Question

On Windows, several arguments are passed to the DllMain constructor:

BOOL WINAPI DllMain(  
  __in  HINSTANCE hinstDLL,  
  __in  DWORD fdwReason,  
  __in  LPVOID lpvReserved  
);

From hinstDLL I can get the fully qualified file name of the DLL itself using GetModuleFileName():

LPTSTR str = new TCHAR[256];  
int libNameLength = GetModuleFileName(hinstDLL, str, 256);  
delete[] str;  

In the example above, str now contains the full name of the DLL just loaded, e.g., C:\Windows\System32\MyFile.dll.

On Linux, no arguments are passed to the shared object constructor:

void `__attribute__` ((constructor)) on_load(void);

How do I get the full name of the DLL in this case? Extra credit if your solution works on Mac, too. :-)

Was it helpful?

Solution

I think the dladdr function might do what you want. From the man page:

The function dladdr() takes a function pointer and tries to resolve name and file where it is located. Information is stored in the Dl_info structure:

typedef struct {
    const char *dli_fname;  /* Pathname of shared object that
                               contains address */
    void       *dli_fbase;  /* Address at which shared object
                               is loaded */
    const char *dli_sname;  /* Name of nearest symbol with address
                               lower than addr */
    void       *dli_saddr;  /* Exact address of symbol named
                               in dli_sname */
} Dl_info;

If no symbol matching addr could be found, then dli_sname and dli_saddr are set to NULL.

dladdr() returns 0 on error, and non-zero on success.
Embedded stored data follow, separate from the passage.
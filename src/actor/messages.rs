// Copyright PingCAP Inc. 2025.
//
// This program is free software; you can redistribute it and/or modify
// it under the terms of the GNU General Public License as published by
// the Free Software Foundation; version 2 of the License.
//
// This program is distributed in the hope that it will be useful,
// but WITHOUT ANY WARRANTY; without even the implied warranty of
// MERCHANTABILITY or FITNESS FOR A PARTICULAR PURPOSE. See the
// GNU General Public License for more details.
//
// You should have received a copy of the GNU General Public License along
// with this program; if not, write to the Free Software Foundation, Inc.,
// 51 Franklin Street, Fifth Floor, Boston, MA 02110-1301 USA.

//! Message types for actor communication
//!
//! Every command carries its own oneshot reply slot. The owning actor
//! answers each command exactly once.

use tokio::sync::oneshot;

use crate::store::{FindMode, RecordId, SessionData, SessionId, StoreError, UserRecord};

pub type Reply<T> = oneshot::Sender<Result<T, StoreError>>;

/// Commands sent to the SessionStoreActor
#[derive(Debug)]
pub enum SessionCommand {
    /// Allocate a new empty session
    Create { reply: Reply<SessionId> },

    /// Read a session's payload (slides its expiry)
    LoadStore {
        id: SessionId,
        reply: Reply<SessionData>,
    },

    /// Replace a session's payload if the token is current
    SaveStore {
        id: SessionId,
        data: SessionData,
        reply: Reply<()>,
    },

    /// Remove a live session
    Delete { id: SessionId, reply: Reply<()> },

    /// Remove every expired session
    DeleteExpired { reply: Reply<usize> },

    /// Number of sessions held
    Count { reply: Reply<usize> },
}

impl SessionCommand {
    pub fn name(&self) -> &'static str {
        match self {
            SessionCommand::Create { .. } => "create",
            SessionCommand::LoadStore { .. } => "load_store",
            SessionCommand::SaveStore { .. } => "save_store",
            SessionCommand::Delete { .. } => "delete",
            SessionCommand::DeleteExpired { .. } => "delete_expired",
            SessionCommand::Count { .. } => "count",
        }
    }
}

/// Commands sent to the RecordStoreActor
#[derive(Debug)]
pub enum RecordCommand {
    FindAll {
        reply: Reply<Vec<UserRecord>>,
    },

    FindById {
        id: RecordId,
        reply: Reply<UserRecord>,
    },

    FindByUserId {
        user_id: String,
        mode: FindMode,
        reply: Reply<Vec<UserRecord>>,
    },

    Count {
        reply: Reply<usize>,
    },
}

impl RecordCommand {
    pub fn name(&self) -> &'static str {
        match self {
            RecordCommand::FindAll { .. } => "find_all",
            RecordCommand::FindById { .. } => "find_by_id",
            RecordCommand::FindByUserId { .. } => "find_by_user_id",
            RecordCommand::Count { .. } => "count",
        }
    }
}
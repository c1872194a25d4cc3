// Copyright PingCAP Inc. 2025.
//
// This program is free software; you can redistribute it and/or modify
// it under the terms of the GNU General Public License as published by
// the Free Software Foundation; version 2 of the License.
//
// This program is distributed in the hope that it will be useful,
// but WITHOUT ANY WARRANTY; without even the implied warranty of
// MERCHANTABILITY or FITNESS FOR A PARTICULAR PURPOSE. See the
// GNU General Public License for more details.
//
// You should have received a copy of the GNU General Public License along
// with this program; if not, write to the Free Software Foundation, Inc.,
// 51 Franklin Street, Fifth Floor, Boston, MA 02110-1301 USA.

//! Record store actor
//!
//! Owns the user records loaded at startup. Nothing mutates the map after
//! construction; the actor exists so every reader goes through the same
//! command protocol as the session store and gets its own copy.

use std::collections::HashMap;
use std::sync::Arc;
use tokio::sync::{mpsc, oneshot};

use crate::actor::messages::RecordCommand;
use crate::actor::metrics::Metrics;
use crate::observability::metrics as prom_metrics;
use crate::store::{FindMode, RecordId, StoreError, UserRecord};

pub struct RecordStoreActor {
    records: HashMap<RecordId, UserRecord>,

    /// Incoming command channel
    rx: mpsc::Receiver<RecordCommand>,

    stop_rx: oneshot::Receiver<()>,

    metrics: Arc<Metrics>,
}

impl RecordStoreActor {
    /// Build the actor from decoded records, keyed by id.
    pub fn new(
        records: Vec<UserRecord>,
        rx: mpsc::Receiver<RecordCommand>,
        stop_rx: oneshot::Receiver<()>,
        metrics: Arc<Metrics>,
    ) -> Self {
        let mut map = HashMap::with_capacity(records.len());
        for record in records {
            if let Some(prev) = map.insert(record.id.clone(), record) {
                tracing::warn!(id = %prev.id, "duplicate record id, keeping the later entry");
            }
        }

        Self {
            records: map,
            rx,
            stop_rx,
            metrics,
        }
    }

    /// Run the actor event loop
    pub async fn run(mut self) {
        tracing::info!(records = self.records.len(), "RecordStoreActor started");

        loop {
            tokio::select! {
                biased;

                _ = &mut self.stop_rx => break,

                cmd = self.rx.recv() => match cmd {
                    Some(cmd) => self.handle(cmd),
                    None => break,
                },
            }
        }

        tracing::info!("RecordStoreActor stopped");
    }

    fn handle(&self, cmd: RecordCommand) {
        self.metrics.inc_message_received();
        let op = cmd.name();
        let op_start = std::time::Instant::now();

        let result = match cmd {
            RecordCommand::FindAll { reply } => {
                let _ = reply.send(Ok(self.find_all()));
                Ok(())
            }

            RecordCommand::FindById { id, reply } => {
                let res = self.find_by_id(&id);
                let outcome = res.as_ref().map(|_| ()).map_err(|e| e.clone());
                let _ = reply.send(res);
                outcome
            }

            RecordCommand::FindByUserId {
                user_id,
                mode,
                reply,
            } => {
                let res = self.find_by_user_id(&user_id, mode);
                let outcome = res.as_ref().map(|_| ()).map_err(|e| e.clone());
                if let Err(e) = &res {
                    tracing::debug!(user_id = %user_id, ?mode, error = %e, "record lookup failed");
                }
                let _ = reply.send(res);
                outcome
            }

            RecordCommand::Count { reply } => {
                let _ = reply.send(Ok(self.records.len()));
                Ok(())
            }
        };

        self.metrics.record_outcome(result.is_ok());
        let label = match &result {
            Ok(()) => "ok",
            Err(e) => e.kind(),
        };
        prom_metrics::record_store_command("record", op, label, op_start.elapsed().as_secs_f64());
    }

    fn find_all(&self) -> Vec<UserRecord> {
        self.records.values().cloned().collect()
    }

    fn find_by_id(&self, id: &RecordId) -> Result<UserRecord, StoreError> {
        self.records.get(id).cloned().ok_or(StoreError::NotFound)
    }

    fn find_by_user_id(
        &self,
        user_id: &str,
        mode: FindMode,
    ) -> Result<Vec<UserRecord>, StoreError> {
        let mut results = Vec::new();
        for record in self.records.values() {
            if record.user_id == user_id {
                results.push(record.clone());
                if mode == FindMode::First {
                    break;
                }
            }
        }

        if results.is_empty() {
            return Err(StoreError::NotFound);
        }
        if mode == FindMode::Unique && results.len() > 1 {
            return Err(StoreError::MultipleResults);
        }
        Ok(results)
    }
}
So you just give it a function pointer (like the address of the constructor itself), and it will give you the filename and a bunch of other information. Here's some sample code:

#define _GNU_SOURCE
#include <dlfcn.h>
#include <stdio.h>

__attribute__((constructor))
void on_load(void) {
    Dl_info dl_info;
    dladdr(on_load, &dl_info);
    fprintf(stderr, "module %s loaded\n", dl_info.dli_fname);
}

EDIT: It looks like this function exists on OS X, too, with the same semantics.

OTHER TIPS

One supremely ugly and horrible way to do this is to look through /proc/pid/maps and look for the mapping that encompasses the address of the on_load function being executed.